Answer I : Thank you for the reviewer's suggestions. In the revised manuscript, in the introduction, we will further explain the research motivation of this article.
- There are a lot of grammar issues in the write-up. For instance, see the following sentence:
III. "In the present era, nonlinear evolution equations (NLEEs) are employed in a number of areas like physics, chemistry, biology, fluid dynamics, engineering, optical fiber, plasma and hydrodynamics." Should be:
- "In the present era, nonlinear evolution equations (NLEEs) are employed in numerous fields such as physics, chemistry, biology, fluid dynamics, engineering, optical fiber technology, plasma physics, and hydrodynamics."

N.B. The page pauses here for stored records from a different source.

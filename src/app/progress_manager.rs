//! Progress UI (spinner) for crawl runs.

use std::sync::Arc;
use std::sync::atomic::{AtomicBool, Ordering};
use std::time::Duration;

use indicatif::{ProgressBar, ProgressStyle};
use topicmap_core::CrawlStats;

/// Spawns the progress UI (spinner) when requested.
/// Returns (handle, stop) so the caller can signal stop and await the handle.
/// When `use_spinner` is false, returns (None, stop) with stop already true.
pub(crate) fn spawn_progress_ui(
    use_spinner: bool,
    stats: Arc<CrawlStats>,
    volumes: usize,
) -> (Option<tokio::task::JoinHandle<()>>, Arc<AtomicBool>) {
    if !use_spinner {
        return (None, Arc::new(AtomicBool::new(true)));
    }
    let stop = Arc::new(AtomicBool::new(false));
    let handle = spawn_spinner_inner(stats, volumes, Arc::clone(&stop));
    (Some(handle), stop)
}

fn spawn_spinner_inner(
    stats: Arc<CrawlStats>,
    volumes: usize,
    stop: Arc<AtomicBool>,
) -> tokio::task::JoinHandle<()> {
    tokio::spawn(async move {
        let spinner = ProgressBar::new_spinner();
        spinner.set_style(
            ProgressStyle::with_template("{spinner} {msg}")
                .unwrap_or_else(|_| ProgressStyle::default_spinner()),
        );
        spinner.enable_steady_tick(Duration::from_millis(100));

        while !stop.load(Ordering::SeqCst) {
            spinner.set_message(progress_message(&stats, volumes));
            tokio::time::sleep(Duration::from_millis(120)).await;
        }

        spinner.finish_and_clear();
    })
}

fn progress_message(stats: &CrawlStats, volumes: usize) -> String {
    let done = stats.volumes_succeeded() + stats.volumes_failed() + stats.volumes_skipped();
    format!(
        "[{}/{}] volumes, {} articles saved, {} failed",
        done.min(volumes),
        volumes,
        stats.articles_saved(),
        stats.articles_failed()
    )
}

#[cfg(test)]
mod tests {
    use super::*;

    #[tokio::test]
    async fn spawn_progress_ui_when_disabled_returns_none_handle_and_stop_already_true() {
        let (handle, stop) = spawn_progress_ui(false, Arc::new(CrawlStats::default()), 1);

        assert!(handle.is_none());
        assert!(
            stop.load(Ordering::SeqCst),
            "stop signal should be true when spinner disabled"
        );
    }

    #[tokio::test]
    async fn spawn_progress_ui_when_enabled_stops_on_signal() {
        let (handle, stop) = spawn_progress_ui(true, Arc::new(CrawlStats::default()), 3);

        assert!(handle.is_some(), "handle should be Some when spinner enabled");
        assert!(!stop.load(Ordering::SeqCst), "stop should be false initially");

        stop.store(true, Ordering::SeqCst);
        let _ = handle.unwrap().await;
    }

    #[test]
    fn progress_message_reports_counts() {
        let message = progress_message(&CrawlStats::default(), 4);
        assert_eq!(message, "[0/4] volumes, 0 articles saved, 0 failed");
    }
}
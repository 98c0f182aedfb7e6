//! HTML extraction for archive, listing and article pages.
//!
//! All functions here are synchronous: `scraper::Html` is not `Send`, so a
//! parsed document must never live across an `.await`.

use std::collections::{BTreeSet, HashSet};
use std::sync::LazyLock;

use regex::Regex;
use scraper::{ElementRef, Html};
use url::Url;

use super::layout::CompiledLayout;
use crate::article::{ArticleRecord, NOT_FOUND, VolumeLink, is_missing};
use crate::clean::normalize_authors;

#[allow(clippy::expect_used)]
static YEAR_PATTERN: LazyLock<Regex> =
    LazyLock::new(|| Regex::new(r"\b(\d{4})\b").expect("year regex is valid")); // Static pattern, safe to panic

/// Article links and paging state of one listing page.
#[derive(Debug, Clone, Default, PartialEq, Eq)]
pub struct ListingPage {
    /// Absolute article URLs in page order, deduplicated.
    pub article_links: Vec<String>,
    /// Whether the next-page control is present.
    pub has_next: bool,
}

/// Volume links on an archive page, resolved against `page_url`.
#[must_use]
pub fn extract_volume_links(
    html: &str,
    page_url: &str,
    layout: &CompiledLayout,
) -> BTreeSet<VolumeLink> {
    let Ok(base) = Url::parse(page_url) else {
        return BTreeSet::new();
    };
    let document = Html::parse_document(html);
    document
        .select(&layout.volume_links)
        .filter_map(|anchor| anchor.value().attr("href"))
        .filter_map(|href| resolve_link(&base, href))
        .map(VolumeLink::new)
        .collect()
}

/// Article links and next-page presence on a volume listing page.
#[must_use]
pub fn parse_listing(html: &str, page_url: &str, layout: &CompiledLayout) -> ListingPage {
    let Ok(base) = Url::parse(page_url) else {
        return ListingPage::default();
    };
    let document = Html::parse_document(html);

    let mut seen = HashSet::new();
    let article_links = document
        .select(&layout.article_links)
        .filter_map(|anchor| anchor.value().attr("href"))
        .filter(|href| layout.is_article_href(href))
        .filter_map(|href| resolve_link(&base, href))
        .filter(|link| seen.insert(link.clone()))
        .collect();

    ListingPage {
        article_links,
        has_next: document.select(&layout.next_page).next().is_some(),
    }
}

/// Extracts an article record from a detail page.
///
/// Returns `None` when the page exposes none of title, abstract and DOI,
/// which means the markup did not match at all.
#[must_use]
pub fn parse_article(html: &str, url: &str, layout: &CompiledLayout) -> Option<ArticleRecord> {
    let document = Html::parse_document(html);
    let source = layout.layout();

    let title = first_text(&document, &layout.title);
    let abstract_text = first_text(&document, &layout.abstract_text);
    let doi = document
        .select(&layout.doi)
        .filter_map(|anchor| anchor.value().attr("href"))
        .map(str::trim)
        .find(|href| !href.is_empty())
        .map_or_else(|| NOT_FOUND.to_string(), str::to_string);

    if is_missing(&title) && is_missing(&abstract_text) && is_missing(&doi) {
        return None;
    }

    let authors: Vec<String> = document
        .select(&layout.authors)
        .map(element_text)
        .filter(|name| !name.is_empty())
        .collect();
    let year = YEAR_PATTERN
        .captures_iter(&first_text(&document, &layout.publication_date))
        .last()
        .and_then(|caps| caps.get(1))
        .map_or_else(|| NOT_FOUND.to_string(), |m| m.as_str().to_string());

    Some(ArticleRecord {
        title,
        abstract_text,
        authors: normalize_authors(&authors.join(", ")),
        journal_conference_name: source.journal_conference_name.clone(),
        publisher: source.publisher.clone(),
        year,
        doi,
        group_name: source.group_name.clone(),
        url: Some(url.to_string()),
    })
}

/// Resolves `href` against `base`, drops the fragment and any trailing `/`.
/// Non-HTTP results are rejected.
#[must_use]
pub fn resolve_link(base: &Url, href: &str) -> Option<String> {
    let mut resolved = base.join(href.trim()).ok()?;
    if !matches!(resolved.scheme(), "http" | "https") {
        return None;
    }
    resolved.set_fragment(None);
    let text: String = resolved.into();
    Some(text.trim_end_matches('/').to_string())
}

fn first_text(document: &Html, selector: &scraper::Selector) -> String {
    document
        .select(selector)
        .map(element_text)
        .find(|text| !text.is_empty())
        .unwrap_or_else(|| NOT_FOUND.to_string())
}

fn element_text(element: ElementRef<'_>) -> String {
    element
        .text()
        .flat_map(str::split_whitespace)
        .collect::<Vec<_>>()
        .join(" ")
}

Answer II,III,IV : Thank you to the reviewer. We will carefully revise the paper and resolutely eliminate the occurrence of problems here.
- Authors should ensure that all figures and diagrams are clearly labeled and referenced in the text.
Answer V : Thank you to the reviewer. We will add the content mentioned by the reviewer in the revised manuscript.
- State the practical applications of the generalized fractional calculus over the classical integer form
Answer VI: Thank you for the reviewer's suggestions. We will state the issue you mentioned in the introduction.